[Dataset excerpts Boundary: Start]

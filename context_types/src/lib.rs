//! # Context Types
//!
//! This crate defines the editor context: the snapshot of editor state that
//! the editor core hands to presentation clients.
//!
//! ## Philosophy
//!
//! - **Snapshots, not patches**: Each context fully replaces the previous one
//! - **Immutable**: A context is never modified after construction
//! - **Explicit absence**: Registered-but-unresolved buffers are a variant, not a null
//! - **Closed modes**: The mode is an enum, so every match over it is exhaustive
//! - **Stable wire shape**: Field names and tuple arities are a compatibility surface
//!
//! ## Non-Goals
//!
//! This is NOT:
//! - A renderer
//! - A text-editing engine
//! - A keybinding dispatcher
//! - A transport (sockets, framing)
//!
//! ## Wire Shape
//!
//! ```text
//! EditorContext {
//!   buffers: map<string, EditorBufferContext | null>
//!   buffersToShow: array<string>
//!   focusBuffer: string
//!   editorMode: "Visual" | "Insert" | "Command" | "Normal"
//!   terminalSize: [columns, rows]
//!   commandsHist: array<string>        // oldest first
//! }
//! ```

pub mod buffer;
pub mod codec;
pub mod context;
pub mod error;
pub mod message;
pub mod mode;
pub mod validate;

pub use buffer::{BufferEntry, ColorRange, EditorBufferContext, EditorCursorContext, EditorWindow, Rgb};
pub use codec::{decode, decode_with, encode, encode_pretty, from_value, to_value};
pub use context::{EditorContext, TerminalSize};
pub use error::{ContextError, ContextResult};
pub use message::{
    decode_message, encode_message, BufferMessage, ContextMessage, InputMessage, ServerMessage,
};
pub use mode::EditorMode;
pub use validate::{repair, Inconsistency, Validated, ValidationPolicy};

[Dataset excerpts Boundary: End]

Every line from the start of the listing through the line with "modified after construction" should be reproduced exactly, and no other line.

Result:
filename context_types/src/lib.rs
//! # Context Types
//!
//! This crate defines the editor context: the snapshot of editor state that
//! the editor core hands to presentation clients.
//!
//! ## Philosophy
//!
//! - **Snapshots, not patches**: Each context fully replaces the previous one
//! - **Immutable**: A context is never modified after construction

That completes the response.